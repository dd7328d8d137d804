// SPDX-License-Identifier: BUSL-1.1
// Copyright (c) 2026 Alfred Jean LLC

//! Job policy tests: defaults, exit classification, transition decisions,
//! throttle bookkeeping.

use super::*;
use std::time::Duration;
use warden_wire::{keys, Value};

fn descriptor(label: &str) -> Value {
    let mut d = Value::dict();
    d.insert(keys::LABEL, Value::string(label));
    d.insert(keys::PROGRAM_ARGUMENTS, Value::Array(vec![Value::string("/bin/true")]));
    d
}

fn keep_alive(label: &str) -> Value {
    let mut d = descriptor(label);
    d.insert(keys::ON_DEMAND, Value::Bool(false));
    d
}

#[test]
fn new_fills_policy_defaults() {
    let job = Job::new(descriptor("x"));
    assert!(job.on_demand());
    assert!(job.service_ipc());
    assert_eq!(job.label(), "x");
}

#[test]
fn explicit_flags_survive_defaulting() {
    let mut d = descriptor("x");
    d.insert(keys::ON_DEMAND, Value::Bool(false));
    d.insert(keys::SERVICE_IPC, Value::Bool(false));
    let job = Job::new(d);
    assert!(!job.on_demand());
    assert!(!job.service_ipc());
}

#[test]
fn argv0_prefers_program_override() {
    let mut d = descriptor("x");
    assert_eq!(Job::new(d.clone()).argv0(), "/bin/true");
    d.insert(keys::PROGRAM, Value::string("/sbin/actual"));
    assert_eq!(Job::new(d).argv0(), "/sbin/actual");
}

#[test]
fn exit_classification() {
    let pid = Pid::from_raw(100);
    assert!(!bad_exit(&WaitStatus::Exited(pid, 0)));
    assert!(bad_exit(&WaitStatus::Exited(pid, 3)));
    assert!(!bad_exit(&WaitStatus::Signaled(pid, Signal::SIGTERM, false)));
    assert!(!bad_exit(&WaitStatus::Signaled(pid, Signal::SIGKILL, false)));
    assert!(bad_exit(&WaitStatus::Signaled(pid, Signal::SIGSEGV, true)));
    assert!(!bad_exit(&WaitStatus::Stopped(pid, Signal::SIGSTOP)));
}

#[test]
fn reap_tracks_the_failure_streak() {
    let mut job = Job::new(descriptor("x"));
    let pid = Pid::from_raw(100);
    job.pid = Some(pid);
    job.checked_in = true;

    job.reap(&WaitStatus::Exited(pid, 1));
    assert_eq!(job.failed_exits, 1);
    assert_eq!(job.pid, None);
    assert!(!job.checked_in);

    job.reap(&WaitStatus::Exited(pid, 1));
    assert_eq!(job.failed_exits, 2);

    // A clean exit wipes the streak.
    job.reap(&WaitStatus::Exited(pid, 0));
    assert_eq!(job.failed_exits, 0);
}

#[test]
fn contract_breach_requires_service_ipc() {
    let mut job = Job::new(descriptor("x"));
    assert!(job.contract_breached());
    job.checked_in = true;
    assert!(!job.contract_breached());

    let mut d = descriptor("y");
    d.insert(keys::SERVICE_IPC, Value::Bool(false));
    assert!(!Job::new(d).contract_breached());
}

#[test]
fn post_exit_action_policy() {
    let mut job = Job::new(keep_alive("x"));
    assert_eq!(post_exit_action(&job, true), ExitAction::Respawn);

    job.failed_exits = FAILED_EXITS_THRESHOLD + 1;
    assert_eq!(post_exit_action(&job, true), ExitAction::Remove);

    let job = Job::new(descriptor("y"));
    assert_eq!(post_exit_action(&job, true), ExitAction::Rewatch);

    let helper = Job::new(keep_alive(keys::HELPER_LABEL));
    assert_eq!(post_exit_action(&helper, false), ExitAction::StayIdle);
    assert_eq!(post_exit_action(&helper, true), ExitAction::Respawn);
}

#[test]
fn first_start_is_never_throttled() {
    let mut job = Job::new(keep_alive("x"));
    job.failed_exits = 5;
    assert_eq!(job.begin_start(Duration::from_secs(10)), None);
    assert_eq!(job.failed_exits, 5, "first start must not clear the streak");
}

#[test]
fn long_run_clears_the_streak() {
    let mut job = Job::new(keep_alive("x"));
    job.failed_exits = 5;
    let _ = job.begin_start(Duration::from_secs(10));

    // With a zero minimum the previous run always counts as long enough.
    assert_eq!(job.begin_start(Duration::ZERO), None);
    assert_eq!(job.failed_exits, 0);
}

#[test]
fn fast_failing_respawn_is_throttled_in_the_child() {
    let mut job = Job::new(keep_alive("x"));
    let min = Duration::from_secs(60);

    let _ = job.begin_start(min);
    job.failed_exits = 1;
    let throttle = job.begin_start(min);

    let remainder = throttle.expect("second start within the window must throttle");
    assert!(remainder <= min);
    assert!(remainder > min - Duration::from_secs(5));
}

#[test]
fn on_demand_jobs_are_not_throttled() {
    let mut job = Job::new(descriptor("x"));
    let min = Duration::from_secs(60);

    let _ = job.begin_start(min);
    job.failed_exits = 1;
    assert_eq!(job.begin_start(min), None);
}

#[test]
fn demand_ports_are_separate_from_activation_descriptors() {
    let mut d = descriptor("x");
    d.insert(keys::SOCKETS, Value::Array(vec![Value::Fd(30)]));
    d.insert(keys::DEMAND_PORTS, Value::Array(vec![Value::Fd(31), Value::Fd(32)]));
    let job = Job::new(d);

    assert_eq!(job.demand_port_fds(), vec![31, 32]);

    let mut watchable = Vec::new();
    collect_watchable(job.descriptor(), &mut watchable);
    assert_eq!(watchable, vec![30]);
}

------

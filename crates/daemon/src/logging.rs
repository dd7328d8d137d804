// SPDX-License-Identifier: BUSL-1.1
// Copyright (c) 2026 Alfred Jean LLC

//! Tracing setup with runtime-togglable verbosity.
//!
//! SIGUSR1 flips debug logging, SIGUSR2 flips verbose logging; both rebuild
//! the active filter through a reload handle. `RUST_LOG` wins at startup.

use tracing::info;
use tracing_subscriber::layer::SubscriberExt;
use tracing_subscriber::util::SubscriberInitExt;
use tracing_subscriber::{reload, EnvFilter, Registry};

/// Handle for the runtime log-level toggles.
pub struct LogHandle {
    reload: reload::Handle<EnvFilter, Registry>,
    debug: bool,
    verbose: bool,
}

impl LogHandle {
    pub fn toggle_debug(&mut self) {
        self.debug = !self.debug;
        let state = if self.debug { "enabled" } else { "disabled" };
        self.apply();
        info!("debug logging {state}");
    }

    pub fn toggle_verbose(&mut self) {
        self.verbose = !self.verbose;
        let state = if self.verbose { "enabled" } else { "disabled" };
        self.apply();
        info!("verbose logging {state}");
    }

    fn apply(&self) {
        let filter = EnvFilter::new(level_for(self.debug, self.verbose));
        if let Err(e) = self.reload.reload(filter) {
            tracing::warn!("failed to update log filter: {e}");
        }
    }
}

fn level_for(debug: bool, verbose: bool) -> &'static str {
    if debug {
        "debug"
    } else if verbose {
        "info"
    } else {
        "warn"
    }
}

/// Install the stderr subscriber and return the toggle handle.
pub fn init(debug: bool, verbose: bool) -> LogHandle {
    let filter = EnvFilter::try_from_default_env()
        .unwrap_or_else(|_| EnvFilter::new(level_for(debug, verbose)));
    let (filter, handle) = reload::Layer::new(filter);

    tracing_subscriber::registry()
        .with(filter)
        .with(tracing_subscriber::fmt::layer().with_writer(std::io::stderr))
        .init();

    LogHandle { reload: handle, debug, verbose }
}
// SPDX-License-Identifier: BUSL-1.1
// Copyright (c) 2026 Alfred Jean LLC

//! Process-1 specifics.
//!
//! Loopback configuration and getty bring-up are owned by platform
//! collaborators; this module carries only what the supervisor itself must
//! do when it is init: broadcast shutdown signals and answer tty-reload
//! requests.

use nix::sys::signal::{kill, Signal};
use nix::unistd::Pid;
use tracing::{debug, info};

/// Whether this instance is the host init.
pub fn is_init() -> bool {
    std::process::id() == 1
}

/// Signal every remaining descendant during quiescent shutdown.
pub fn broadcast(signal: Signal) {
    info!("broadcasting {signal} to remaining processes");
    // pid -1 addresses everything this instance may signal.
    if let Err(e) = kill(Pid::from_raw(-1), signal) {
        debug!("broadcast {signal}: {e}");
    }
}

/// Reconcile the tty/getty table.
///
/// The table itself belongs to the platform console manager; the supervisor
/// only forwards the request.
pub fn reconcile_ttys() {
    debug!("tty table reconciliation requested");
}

------

[Try it]
For every line of the records that has the word "EnvFilter" in it, make a copy.

[Solution to this problem]
use tracing_subscriber::{reload, EnvFilter, Registry};
    reload: reload::Handle<EnvFilter, Registry>,
        let filter = EnvFilter::new(level_for(self.debug, self.verbose));
    let filter = EnvFilter::try_from_default_env()
        .unwrap_or_else(|_| EnvFilter::new(level_for(debug, verbose)));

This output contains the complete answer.